Top of Data for review

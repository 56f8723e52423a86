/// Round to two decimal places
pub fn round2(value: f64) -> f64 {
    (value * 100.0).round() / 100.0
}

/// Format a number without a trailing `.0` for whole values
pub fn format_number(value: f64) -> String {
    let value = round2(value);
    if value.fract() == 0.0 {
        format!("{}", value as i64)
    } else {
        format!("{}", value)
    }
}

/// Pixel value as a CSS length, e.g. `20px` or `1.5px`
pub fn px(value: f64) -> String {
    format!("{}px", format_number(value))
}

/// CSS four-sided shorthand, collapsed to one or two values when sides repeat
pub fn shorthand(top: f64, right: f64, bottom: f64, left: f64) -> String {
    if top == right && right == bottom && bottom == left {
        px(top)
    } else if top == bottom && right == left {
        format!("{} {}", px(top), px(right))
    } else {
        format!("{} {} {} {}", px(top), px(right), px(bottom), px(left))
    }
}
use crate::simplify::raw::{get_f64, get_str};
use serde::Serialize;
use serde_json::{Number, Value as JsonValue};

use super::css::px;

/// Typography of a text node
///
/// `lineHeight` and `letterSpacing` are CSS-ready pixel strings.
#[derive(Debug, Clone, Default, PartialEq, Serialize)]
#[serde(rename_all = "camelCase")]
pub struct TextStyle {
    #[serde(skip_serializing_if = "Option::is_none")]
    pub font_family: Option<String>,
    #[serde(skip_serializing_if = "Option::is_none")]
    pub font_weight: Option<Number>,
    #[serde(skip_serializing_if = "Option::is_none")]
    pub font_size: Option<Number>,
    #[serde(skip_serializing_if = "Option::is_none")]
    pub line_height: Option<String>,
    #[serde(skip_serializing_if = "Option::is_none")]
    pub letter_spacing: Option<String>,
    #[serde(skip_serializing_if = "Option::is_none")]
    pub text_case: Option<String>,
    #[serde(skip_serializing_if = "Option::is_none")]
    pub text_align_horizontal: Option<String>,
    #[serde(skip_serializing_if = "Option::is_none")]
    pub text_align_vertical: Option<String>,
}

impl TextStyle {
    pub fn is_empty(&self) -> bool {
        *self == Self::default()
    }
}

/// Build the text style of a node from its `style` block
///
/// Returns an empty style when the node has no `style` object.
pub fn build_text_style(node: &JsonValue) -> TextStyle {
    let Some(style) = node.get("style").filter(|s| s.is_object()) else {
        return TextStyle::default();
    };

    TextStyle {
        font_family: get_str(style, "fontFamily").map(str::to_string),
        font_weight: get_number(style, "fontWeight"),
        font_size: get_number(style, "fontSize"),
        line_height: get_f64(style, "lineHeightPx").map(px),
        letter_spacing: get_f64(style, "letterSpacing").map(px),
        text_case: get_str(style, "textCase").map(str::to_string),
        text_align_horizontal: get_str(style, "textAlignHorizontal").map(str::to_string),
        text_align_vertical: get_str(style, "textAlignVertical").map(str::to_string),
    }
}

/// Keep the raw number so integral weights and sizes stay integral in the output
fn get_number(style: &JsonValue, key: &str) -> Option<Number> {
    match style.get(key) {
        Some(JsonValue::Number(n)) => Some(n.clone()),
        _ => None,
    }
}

Bottom of Data for review
Top of Data for review

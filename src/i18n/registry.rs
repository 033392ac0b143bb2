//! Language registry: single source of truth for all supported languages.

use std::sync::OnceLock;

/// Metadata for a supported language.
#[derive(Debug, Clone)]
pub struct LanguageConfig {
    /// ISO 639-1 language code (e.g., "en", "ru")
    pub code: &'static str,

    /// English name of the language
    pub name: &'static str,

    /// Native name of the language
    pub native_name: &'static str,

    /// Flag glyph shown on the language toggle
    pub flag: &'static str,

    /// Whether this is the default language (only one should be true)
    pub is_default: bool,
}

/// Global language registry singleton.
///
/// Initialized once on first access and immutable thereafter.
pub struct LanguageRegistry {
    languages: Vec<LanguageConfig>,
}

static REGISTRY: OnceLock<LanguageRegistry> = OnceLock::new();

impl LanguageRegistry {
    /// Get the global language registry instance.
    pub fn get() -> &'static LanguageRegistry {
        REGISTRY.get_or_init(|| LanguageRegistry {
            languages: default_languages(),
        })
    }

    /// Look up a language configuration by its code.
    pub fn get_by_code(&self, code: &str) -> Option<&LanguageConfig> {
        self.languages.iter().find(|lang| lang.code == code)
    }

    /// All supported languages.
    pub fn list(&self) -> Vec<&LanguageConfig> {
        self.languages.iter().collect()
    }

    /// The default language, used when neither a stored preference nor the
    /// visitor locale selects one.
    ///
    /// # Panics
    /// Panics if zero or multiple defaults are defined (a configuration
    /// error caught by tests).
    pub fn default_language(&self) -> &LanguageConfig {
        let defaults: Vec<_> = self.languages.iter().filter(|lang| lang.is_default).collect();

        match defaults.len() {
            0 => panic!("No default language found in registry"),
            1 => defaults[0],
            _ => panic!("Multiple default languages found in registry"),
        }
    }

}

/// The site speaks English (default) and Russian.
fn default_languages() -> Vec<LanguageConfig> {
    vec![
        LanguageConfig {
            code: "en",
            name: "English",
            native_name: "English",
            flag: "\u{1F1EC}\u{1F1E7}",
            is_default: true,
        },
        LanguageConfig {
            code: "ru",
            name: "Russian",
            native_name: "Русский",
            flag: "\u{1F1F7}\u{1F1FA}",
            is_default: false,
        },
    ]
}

Bottom of Data for review

What is expected:
If a line above holds the string "right", copy it out.

Answer below:
pub fn shorthand(top: f64, right: f64, bottom: f64, left: f64) -> String {
    if top == right && right == bottom && bottom == left {
    } else if top == bottom && right == left {
        format!("{} {}", px(top), px(right))
        format!("{} {} {} {}", px(top), px(right), px(bottom), px(left))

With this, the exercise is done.